**Dataset records**
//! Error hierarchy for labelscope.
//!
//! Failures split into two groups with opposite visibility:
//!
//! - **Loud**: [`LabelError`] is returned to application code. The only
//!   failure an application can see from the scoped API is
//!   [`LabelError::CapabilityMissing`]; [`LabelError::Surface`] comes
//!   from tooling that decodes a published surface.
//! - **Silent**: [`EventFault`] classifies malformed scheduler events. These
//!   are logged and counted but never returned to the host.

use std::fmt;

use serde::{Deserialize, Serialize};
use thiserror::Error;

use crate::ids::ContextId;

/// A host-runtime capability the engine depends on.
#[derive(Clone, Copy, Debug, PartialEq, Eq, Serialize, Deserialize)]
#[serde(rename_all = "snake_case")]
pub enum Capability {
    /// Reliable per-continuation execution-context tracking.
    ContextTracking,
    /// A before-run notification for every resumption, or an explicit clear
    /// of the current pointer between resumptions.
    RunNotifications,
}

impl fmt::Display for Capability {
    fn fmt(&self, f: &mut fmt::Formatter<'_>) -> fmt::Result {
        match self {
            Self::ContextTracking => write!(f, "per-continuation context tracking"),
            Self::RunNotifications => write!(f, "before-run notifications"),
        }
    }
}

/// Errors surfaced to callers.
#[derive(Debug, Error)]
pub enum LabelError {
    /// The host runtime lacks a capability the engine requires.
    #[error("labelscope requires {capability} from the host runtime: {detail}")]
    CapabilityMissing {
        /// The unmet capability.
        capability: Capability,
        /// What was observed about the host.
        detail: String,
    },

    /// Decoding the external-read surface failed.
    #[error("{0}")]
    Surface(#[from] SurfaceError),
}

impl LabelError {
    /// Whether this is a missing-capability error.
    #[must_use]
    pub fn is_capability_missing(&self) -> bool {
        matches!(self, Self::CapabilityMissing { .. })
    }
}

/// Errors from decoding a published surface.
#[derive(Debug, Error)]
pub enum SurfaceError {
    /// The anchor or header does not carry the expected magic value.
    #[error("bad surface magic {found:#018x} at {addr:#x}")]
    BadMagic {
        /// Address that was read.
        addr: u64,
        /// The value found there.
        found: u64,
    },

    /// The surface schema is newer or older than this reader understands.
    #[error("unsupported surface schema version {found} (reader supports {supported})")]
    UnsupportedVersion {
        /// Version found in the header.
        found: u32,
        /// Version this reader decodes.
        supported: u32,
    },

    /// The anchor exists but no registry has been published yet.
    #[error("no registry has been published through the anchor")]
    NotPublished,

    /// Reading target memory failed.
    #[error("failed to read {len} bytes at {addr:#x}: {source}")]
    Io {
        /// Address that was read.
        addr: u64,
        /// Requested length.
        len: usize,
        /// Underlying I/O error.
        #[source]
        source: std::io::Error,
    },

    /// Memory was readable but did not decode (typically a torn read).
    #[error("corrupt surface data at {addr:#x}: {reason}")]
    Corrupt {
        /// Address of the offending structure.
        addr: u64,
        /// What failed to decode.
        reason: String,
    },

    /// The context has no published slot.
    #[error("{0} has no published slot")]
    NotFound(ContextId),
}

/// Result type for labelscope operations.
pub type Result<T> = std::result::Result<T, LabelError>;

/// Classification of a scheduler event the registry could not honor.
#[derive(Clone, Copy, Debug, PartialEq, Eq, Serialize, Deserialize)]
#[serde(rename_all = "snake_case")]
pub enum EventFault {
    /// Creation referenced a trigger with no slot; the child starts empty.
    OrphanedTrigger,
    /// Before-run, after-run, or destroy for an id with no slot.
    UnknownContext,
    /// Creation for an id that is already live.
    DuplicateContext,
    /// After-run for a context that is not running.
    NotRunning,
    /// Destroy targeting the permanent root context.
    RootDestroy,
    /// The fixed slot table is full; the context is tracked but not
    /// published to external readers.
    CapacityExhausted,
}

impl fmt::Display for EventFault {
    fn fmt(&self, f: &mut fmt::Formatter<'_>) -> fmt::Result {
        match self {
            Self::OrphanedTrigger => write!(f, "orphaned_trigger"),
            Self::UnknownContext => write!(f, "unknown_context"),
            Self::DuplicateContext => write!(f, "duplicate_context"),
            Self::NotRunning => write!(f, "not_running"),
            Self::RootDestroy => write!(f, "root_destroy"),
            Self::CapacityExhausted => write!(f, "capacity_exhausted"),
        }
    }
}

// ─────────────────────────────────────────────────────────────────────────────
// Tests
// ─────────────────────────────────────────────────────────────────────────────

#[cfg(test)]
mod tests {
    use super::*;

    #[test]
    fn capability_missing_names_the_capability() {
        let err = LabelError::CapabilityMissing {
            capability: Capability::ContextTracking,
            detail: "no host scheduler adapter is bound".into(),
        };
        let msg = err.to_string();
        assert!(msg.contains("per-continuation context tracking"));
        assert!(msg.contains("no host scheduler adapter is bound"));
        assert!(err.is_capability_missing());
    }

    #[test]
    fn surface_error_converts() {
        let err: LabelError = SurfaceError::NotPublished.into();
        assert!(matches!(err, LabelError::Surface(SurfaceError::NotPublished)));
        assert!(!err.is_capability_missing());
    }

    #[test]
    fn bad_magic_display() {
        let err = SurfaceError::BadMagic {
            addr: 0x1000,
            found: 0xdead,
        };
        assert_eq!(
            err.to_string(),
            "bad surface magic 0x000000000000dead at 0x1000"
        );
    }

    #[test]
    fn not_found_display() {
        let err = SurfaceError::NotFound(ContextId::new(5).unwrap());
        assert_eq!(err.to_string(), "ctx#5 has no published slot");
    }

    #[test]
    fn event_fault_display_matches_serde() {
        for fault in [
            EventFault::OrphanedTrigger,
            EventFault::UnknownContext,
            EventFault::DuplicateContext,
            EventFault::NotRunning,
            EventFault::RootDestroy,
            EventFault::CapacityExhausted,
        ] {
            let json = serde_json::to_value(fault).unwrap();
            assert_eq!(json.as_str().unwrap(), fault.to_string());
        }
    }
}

...

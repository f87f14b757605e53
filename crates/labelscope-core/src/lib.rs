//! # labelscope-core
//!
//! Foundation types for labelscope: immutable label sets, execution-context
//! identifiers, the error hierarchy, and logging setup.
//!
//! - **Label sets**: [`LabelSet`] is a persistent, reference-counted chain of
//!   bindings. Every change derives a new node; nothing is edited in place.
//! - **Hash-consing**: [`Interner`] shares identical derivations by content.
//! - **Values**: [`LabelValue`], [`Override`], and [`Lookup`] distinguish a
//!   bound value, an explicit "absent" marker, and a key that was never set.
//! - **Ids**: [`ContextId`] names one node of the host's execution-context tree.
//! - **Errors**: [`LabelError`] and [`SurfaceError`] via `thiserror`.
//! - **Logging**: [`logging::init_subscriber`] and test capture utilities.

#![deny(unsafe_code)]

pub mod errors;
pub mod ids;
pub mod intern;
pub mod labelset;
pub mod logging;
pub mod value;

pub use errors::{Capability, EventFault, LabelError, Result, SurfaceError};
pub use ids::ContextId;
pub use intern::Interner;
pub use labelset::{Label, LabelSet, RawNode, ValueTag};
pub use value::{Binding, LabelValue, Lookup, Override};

* * *

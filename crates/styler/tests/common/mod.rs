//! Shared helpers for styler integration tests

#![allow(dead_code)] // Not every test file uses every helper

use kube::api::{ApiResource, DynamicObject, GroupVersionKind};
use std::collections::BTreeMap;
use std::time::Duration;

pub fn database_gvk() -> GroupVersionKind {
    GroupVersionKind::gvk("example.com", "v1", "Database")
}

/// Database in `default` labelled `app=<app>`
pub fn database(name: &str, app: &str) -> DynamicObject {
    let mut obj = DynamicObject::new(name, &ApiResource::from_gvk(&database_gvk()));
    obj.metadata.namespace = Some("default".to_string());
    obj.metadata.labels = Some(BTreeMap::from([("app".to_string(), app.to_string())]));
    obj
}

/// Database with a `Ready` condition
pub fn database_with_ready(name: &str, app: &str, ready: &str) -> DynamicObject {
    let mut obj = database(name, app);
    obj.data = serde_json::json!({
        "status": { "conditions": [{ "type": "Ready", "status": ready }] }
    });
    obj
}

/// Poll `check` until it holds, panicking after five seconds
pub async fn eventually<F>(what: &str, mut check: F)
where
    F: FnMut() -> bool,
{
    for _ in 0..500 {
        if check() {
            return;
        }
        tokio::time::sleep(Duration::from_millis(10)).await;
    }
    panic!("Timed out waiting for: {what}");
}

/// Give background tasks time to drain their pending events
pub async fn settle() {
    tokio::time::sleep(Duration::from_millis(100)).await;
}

**Instructions to follow**
Return exactly, and only, the lines above starting at the line that contains "Failures split into" and ending at the line that contains "expected magic value.".

**Solution to this task**
//! Failures split into two groups with opposite visibility:
//!
//! - **Loud**: [`LabelError`] is returned to application code. The only
//!   failure an application can see from the scoped API is
//!   [`LabelError::CapabilityMissing`]; [`LabelError::Surface`] comes
//!   from tooling that decodes a published surface.
//! - **Silent**: [`EventFault`] classifies malformed scheduler events. These
//!   are logged and counted but never returned to the host.

use std::fmt;

use serde::{Deserialize, Serialize};
use thiserror::Error;

use crate::ids::ContextId;

/// A host-runtime capability the engine depends on.
#[derive(Clone, Copy, Debug, PartialEq, Eq, Serialize, Deserialize)]
#[serde(rename_all = "snake_case")]
pub enum Capability {
    /// Reliable per-continuation execution-context tracking.
    ContextTracking,
    /// A before-run notification for every resumption, or an explicit clear
    /// of the current pointer between resumptions.
    RunNotifications,
}

impl fmt::Display for Capability {
    fn fmt(&self, f: &mut fmt::Formatter<'_>) -> fmt::Result {
        match self {
            Self::ContextTracking => write!(f, "per-continuation context tracking"),
            Self::RunNotifications => write!(f, "before-run notifications"),
        }
    }
}

/// Errors surfaced to callers.
#[derive(Debug, Error)]
pub enum LabelError {
    /// The host runtime lacks a capability the engine requires.
    #[error("labelscope requires {capability} from the host runtime: {detail}")]
    CapabilityMissing {
        /// The unmet capability.
        capability: Capability,
        /// What was observed about the host.
        detail: String,
    },

    /// Decoding the external-read surface failed.
    #[error("{0}")]
    Surface(#[from] SurfaceError),
}

impl LabelError {
    /// Whether this is a missing-capability error.
    #[must_use]
    pub fn is_capability_missing(&self) -> bool {
        matches!(self, Self::CapabilityMissing { .. })
    }
}

/// Errors from decoding a published surface.
#[derive(Debug, Error)]
pub enum SurfaceError {
    /// The anchor or header does not carry the expected magic value.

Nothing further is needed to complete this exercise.